▶ _Exercise data_:
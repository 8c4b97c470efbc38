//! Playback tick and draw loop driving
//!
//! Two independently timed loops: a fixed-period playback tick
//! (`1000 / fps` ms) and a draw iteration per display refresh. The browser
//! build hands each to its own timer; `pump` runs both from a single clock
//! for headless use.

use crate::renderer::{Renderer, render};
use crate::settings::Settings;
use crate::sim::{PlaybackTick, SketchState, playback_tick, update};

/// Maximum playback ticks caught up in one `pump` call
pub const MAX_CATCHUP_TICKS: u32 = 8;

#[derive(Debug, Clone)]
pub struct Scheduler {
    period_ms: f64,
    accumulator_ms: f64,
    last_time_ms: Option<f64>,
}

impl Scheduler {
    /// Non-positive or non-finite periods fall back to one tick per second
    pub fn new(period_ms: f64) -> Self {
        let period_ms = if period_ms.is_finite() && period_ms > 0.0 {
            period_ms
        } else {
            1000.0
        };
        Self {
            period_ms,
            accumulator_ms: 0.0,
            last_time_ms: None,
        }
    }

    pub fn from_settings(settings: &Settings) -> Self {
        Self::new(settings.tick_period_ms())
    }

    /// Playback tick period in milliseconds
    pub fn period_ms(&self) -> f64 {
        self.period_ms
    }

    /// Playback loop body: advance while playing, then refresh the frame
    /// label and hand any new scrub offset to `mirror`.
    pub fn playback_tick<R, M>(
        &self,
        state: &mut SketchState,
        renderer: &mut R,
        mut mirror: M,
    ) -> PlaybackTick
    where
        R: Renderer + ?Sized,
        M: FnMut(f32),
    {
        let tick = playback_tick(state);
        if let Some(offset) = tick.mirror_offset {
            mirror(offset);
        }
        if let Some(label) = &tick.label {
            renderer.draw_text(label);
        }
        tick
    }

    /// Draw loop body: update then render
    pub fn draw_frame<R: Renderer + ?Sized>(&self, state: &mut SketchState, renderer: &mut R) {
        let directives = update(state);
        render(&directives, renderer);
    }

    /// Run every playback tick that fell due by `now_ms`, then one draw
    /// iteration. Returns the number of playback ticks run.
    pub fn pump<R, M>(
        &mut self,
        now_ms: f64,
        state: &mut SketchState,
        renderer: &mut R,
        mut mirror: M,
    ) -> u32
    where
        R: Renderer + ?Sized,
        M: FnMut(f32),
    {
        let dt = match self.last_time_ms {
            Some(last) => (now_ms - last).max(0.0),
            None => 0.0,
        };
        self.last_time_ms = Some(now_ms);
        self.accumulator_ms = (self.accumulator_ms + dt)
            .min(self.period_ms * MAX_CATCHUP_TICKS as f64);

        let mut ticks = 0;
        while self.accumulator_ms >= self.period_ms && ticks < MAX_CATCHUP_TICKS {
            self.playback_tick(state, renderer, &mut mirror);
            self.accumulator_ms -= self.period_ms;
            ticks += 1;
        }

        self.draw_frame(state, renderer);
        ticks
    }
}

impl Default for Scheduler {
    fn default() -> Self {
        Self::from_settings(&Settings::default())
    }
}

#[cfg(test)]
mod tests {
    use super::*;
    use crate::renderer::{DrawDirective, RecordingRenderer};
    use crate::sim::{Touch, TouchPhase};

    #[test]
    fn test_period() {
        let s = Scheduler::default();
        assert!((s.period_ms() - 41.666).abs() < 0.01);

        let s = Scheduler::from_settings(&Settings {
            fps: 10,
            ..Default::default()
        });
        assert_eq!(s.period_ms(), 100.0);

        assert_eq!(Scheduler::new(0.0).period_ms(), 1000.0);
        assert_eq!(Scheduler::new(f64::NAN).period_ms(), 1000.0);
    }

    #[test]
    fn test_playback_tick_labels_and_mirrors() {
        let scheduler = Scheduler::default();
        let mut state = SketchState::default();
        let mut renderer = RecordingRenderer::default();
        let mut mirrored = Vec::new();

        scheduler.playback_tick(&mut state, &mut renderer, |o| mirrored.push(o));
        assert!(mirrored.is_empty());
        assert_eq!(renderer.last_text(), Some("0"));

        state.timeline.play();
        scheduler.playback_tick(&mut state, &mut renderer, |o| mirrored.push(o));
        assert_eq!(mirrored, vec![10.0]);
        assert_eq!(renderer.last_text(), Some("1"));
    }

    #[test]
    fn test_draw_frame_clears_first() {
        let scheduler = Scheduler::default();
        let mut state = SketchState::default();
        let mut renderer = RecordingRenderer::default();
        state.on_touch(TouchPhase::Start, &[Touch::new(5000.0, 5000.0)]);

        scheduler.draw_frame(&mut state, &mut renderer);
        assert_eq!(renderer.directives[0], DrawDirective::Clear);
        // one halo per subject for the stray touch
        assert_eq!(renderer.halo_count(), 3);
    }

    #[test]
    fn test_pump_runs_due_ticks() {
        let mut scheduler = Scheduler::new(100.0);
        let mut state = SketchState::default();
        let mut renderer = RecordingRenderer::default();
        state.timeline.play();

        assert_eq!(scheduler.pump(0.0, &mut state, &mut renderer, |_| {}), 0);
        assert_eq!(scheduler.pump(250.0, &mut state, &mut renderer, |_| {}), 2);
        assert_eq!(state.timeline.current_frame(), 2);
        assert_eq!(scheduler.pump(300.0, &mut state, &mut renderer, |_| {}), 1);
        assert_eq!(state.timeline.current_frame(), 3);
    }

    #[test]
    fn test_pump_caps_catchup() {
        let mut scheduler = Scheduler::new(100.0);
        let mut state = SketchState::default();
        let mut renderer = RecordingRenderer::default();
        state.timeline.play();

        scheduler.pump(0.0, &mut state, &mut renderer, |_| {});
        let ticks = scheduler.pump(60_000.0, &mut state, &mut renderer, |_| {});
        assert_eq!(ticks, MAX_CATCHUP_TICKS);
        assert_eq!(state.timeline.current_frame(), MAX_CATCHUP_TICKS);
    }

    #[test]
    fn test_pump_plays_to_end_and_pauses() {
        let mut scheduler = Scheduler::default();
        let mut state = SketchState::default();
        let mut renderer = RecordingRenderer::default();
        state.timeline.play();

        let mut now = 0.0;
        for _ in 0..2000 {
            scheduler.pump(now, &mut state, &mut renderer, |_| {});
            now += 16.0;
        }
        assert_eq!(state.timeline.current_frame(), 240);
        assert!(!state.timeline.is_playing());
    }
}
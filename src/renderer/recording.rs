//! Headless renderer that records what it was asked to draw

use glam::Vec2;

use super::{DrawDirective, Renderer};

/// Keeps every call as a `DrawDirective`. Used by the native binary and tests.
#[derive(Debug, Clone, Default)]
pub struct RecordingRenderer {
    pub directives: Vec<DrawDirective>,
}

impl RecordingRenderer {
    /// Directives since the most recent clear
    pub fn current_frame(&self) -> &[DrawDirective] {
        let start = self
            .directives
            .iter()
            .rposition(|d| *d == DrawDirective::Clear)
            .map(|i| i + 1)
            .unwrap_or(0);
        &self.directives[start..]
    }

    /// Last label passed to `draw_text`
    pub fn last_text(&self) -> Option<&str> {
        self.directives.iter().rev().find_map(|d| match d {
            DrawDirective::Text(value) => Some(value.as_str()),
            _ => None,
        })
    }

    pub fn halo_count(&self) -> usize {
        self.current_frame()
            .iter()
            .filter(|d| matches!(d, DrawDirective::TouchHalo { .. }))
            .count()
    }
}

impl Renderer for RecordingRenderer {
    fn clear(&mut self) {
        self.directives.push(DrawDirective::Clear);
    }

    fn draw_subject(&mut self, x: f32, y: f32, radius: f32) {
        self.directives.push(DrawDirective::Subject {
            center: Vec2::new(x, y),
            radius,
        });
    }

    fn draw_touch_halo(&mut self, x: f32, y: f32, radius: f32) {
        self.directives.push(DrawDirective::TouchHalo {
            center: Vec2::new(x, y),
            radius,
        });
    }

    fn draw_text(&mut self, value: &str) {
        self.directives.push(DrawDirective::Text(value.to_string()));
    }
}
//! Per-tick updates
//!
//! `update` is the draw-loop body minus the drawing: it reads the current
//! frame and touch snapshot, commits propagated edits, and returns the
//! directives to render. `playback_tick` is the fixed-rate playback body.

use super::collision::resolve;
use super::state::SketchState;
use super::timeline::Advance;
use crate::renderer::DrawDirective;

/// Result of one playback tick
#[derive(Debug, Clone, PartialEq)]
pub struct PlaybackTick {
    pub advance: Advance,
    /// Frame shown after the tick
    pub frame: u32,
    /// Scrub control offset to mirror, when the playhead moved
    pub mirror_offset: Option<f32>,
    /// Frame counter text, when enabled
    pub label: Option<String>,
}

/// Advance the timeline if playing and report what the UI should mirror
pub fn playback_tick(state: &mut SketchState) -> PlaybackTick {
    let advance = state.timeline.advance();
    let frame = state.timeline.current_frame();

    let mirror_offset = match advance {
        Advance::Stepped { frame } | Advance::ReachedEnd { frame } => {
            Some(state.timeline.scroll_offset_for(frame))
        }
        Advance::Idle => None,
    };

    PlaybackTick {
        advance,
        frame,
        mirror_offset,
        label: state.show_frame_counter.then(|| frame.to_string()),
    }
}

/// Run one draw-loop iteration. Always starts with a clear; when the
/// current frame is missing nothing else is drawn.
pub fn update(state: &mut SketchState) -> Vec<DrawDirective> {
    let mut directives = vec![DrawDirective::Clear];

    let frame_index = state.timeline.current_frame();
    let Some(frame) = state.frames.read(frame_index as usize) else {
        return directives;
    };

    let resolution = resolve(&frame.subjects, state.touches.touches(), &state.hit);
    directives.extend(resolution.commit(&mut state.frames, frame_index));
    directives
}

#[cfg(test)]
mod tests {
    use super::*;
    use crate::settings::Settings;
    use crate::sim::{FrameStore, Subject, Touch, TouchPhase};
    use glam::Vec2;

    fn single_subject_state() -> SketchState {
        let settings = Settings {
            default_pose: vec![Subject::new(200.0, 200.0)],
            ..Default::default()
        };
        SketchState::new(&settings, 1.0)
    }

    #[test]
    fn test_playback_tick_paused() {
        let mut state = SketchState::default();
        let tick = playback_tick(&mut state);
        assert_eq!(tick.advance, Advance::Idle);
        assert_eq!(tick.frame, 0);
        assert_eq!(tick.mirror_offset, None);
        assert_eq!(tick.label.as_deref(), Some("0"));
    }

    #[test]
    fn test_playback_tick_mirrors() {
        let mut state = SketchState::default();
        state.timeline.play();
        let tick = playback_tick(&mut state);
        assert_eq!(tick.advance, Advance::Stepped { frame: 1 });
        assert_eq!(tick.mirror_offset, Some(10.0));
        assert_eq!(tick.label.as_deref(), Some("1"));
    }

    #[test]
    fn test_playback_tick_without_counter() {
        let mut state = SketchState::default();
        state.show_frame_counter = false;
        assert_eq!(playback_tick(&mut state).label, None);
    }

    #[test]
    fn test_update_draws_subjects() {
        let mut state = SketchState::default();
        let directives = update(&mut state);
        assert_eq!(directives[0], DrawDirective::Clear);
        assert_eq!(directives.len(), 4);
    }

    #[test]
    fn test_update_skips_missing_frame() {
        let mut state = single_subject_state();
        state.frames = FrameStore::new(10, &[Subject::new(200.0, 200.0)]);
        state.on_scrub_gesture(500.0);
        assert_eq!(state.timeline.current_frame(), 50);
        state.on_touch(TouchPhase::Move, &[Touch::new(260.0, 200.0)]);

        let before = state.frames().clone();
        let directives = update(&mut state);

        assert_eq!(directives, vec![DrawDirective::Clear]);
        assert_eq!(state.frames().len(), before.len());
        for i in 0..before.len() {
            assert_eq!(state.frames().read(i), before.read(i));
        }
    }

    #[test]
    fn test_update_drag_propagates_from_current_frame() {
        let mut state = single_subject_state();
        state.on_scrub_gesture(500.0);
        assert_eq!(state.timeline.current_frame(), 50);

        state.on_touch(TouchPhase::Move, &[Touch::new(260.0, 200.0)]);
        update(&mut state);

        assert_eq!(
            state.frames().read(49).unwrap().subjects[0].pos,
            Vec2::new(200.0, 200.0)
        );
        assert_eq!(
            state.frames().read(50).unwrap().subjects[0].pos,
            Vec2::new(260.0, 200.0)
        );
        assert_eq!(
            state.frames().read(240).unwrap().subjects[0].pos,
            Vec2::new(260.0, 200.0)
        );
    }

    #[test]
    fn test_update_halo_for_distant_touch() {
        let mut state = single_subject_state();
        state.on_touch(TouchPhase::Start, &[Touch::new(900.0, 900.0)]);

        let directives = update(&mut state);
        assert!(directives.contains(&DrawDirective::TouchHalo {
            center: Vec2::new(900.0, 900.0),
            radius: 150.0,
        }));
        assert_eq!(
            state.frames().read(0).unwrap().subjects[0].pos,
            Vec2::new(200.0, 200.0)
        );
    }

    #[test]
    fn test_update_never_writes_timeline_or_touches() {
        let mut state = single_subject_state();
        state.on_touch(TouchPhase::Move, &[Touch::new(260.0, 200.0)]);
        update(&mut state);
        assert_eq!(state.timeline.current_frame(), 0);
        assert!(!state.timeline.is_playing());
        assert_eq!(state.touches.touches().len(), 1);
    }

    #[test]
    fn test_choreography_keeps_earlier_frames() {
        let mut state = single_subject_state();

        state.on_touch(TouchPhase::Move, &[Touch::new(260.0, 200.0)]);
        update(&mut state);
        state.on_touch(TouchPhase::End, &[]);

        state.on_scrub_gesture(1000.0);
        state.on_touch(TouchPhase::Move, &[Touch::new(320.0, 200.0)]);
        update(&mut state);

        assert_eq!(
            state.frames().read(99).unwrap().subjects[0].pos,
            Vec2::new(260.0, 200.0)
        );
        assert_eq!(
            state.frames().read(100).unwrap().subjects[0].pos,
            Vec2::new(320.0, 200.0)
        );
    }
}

▶ _Work required_:
In exact wording, restate the lines of the data above from the first through the one holding "for headless use.", and stop after that line.

▶ _Solved problem_:
repository 8c4b97c470efbc38
//! Playback tick and draw loop driving
//!
//! Two independently timed loops: a fixed-period playback tick
//! (`1000 / fps` ms) and a draw iteration per display refresh. The browser
//! build hands each to its own timer; `pump` runs both from a single clock
//! for headless use.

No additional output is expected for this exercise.